U know when I first saw your posts about this I didn't agree, but the more I see you on the forums the more I think you're right. I'd be surprised if there wasn't a single new villagers tbh. There's no reason to, and no reason to cut them, as I said before all villagers use the EXACT SAME BASE MODEL. Tabby and Olivia are literally recolors of each other, even if they don't look alike they have the same 3D model. It's not like pokemon where all 800+ mons have different models, there really is no reason to cut anyone.


----------



## ScaryGhosts (Jun 30, 2019)

KesRoden said:


> U know when I first saw your posts about this I didn't agree, but the more I see you on the forums the more I think you're right. I'd be surprised if there wasn't a single new villagers tbh. There's no reason to, and no reason to cut them, as I said before all villagers use the EXACT SAME BASE MODEL. Tabby and Olivia are literally recolors of each other, even if they don't look alike they have the same 3D model. It's not like pokemon where all 800+ mons have different models, there really is no reason to cut anyone.

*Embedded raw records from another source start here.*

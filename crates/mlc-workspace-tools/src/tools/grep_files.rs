//! grep_files — regex search across workspace files.

use async_trait::async_trait;
use regex::Regex;
use serde_json::json;

use crate::error::{WorkspaceError, WorkspaceResult};
use crate::sandbox::Sandbox;
use crate::tools::{require_str, walk_files};
use crate::types::WorkspaceTool;
use mlc_protocol::ToolOutcome;

/// Default cap on returned matches.
const DEFAULT_LIMIT: u64 = 100;

pub struct GrepFiles;

#[async_trait]
impl WorkspaceTool for GrepFiles {
    fn name(&self) -> &str {
        "grep_files"
    }

    fn description(&self) -> &str {
        "Search workspace files with a regex; matches are ordered by path then line number"
    }

    fn parameters_schema(&self) -> serde_json::Value {
        json!({
            "type": "object",
            "properties": {
                "pattern": {
                    "type": "string",
                    "description": "Regex pattern to search for"
                },
                "path": {
                    "type": "string",
                    "description": "Subdirectory to search (default: the workspace root)"
                },
                "limit": {
                    "type": "integer",
                    "description": "Maximum number of matches (default: 100)",
                    "default": 100
                }
            },
            "required": ["pattern"]
        })
    }

    async fn execute(
        &self,
        args: serde_json::Value,
        sandbox: &Sandbox,
    ) -> WorkspaceResult<ToolOutcome> {
        let pattern = require_str(&args, "pattern")?;
        let limit = args["limit"].as_u64().unwrap_or(DEFAULT_LIMIT) as usize;
        let re = Regex::new(pattern).map_err(|e| WorkspaceError::Pattern {
            message: e.to_string(),
        })?;

        let dir = match args.get("path") {
            None | Some(serde_json::Value::Null) => sandbox.root().to_path_buf(),
            Some(_) => {
                let rel = require_str(&args, "path")?;
                let resolved = sandbox.resolve(rel)?;
                if !resolved.is_dir() {
                    return Err(WorkspaceError::NotFound {
                        path: rel.to_string(),
                    });
                }
                resolved
            }
        };

        // walk_files is already lexicographically sorted, so matches come
        // out ordered by (path, line) without a second sort.
        let files = walk_files(sandbox, &dir).await?;
        let mut matches = Vec::new();
        'outer: for rel in &files {
            let path = sandbox.resolve(rel)?;
            let Ok(content) = tokio::fs::read_to_string(&path).await else {
                continue; // skip non-UTF-8 scratch data
            };
            for (idx, line) in content.lines().enumerate() {
                if re.is_match(line) {
                    matches.push(json!({
                        "path": rel,
                        "line": idx + 1,
                        "text": line,
                    }));
                    if matches.len() >= limit {
                        break 'outer;
                    }
                }
            }
        }

        let match_count = matches.len();
        Ok(ToolOutcome::success(
            self.name(),
            json!({
                "pattern": pattern,
                "match_count": match_count,
                "matches": matches,
            }),
            format!("Found {match_count} match(es) for '{pattern}'"),
        ))
    }
}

I’m like that housefly you can’t get out of your kitchen so you just name it.


----------



## kayleee (Jun 30, 2019)

TLDR but it seems you are very passionate about not having new villagers because.... the already existing fictional ones need love too? Maybe go take a walk or something? Lol who cares if they make new villagers the more the merrier


----------



## Monkeido (Jun 30, 2019)

Correct me if I'm wrong, but afaik every villager from New Leaf (pre-Welcome Amiibo) was already in HD in Animal Crossing Plaza (WiiU), so I highly doubt any of those will be cut.

I do think it'd be better if they add all the old ones and none or barely any new ones, compared to adding a whole bunch of new villagers, but also cutting a lot of old ones.


----------



## Maiana (Jun 30, 2019)

I don't mind having more villagers. I can see both sides of the argument.
I think there definitely should be more villagers included for certain species that are lacking; i.e, Hippos, *Male* Kangaroos, etc.
It would be nice for those to be included in New Horizons  but as long as the villagers have more complex interactions and dialogues, new villagers wouldn't bother me.


----------



## Ably.Saucey (Jun 30, 2019)

We don't NEED a new animal crossing game either, but it would be cool to have. im not looking for new villagers, per say, just every villager ever released in any game. :]
The switch can handle a lot of data, so there's no reason to say that there couldn't be more, especially since most players are hoping to be able to have more villagers in town . Do i expect new villagers? Not really.

- - - Post Merge - - -

The thing is that most people only have maybe 15 villagers they love, 30 villagers they like, and about 200 they never want lol.
I want huggy the koala back.

- - - Post Merge - - -



kcatofayris said:


> I don't mind having more villagers. I can see both sides of the argument.
> I think there definitely should be more villagers included for certain species that are lacking; i.e, Hippos, *Male* Kangaroos, etc.
> It would be nice for those to be included in New Horizons  but as long as the villagers have more complex interactions and dialogues, new villagers wouldn't bother me.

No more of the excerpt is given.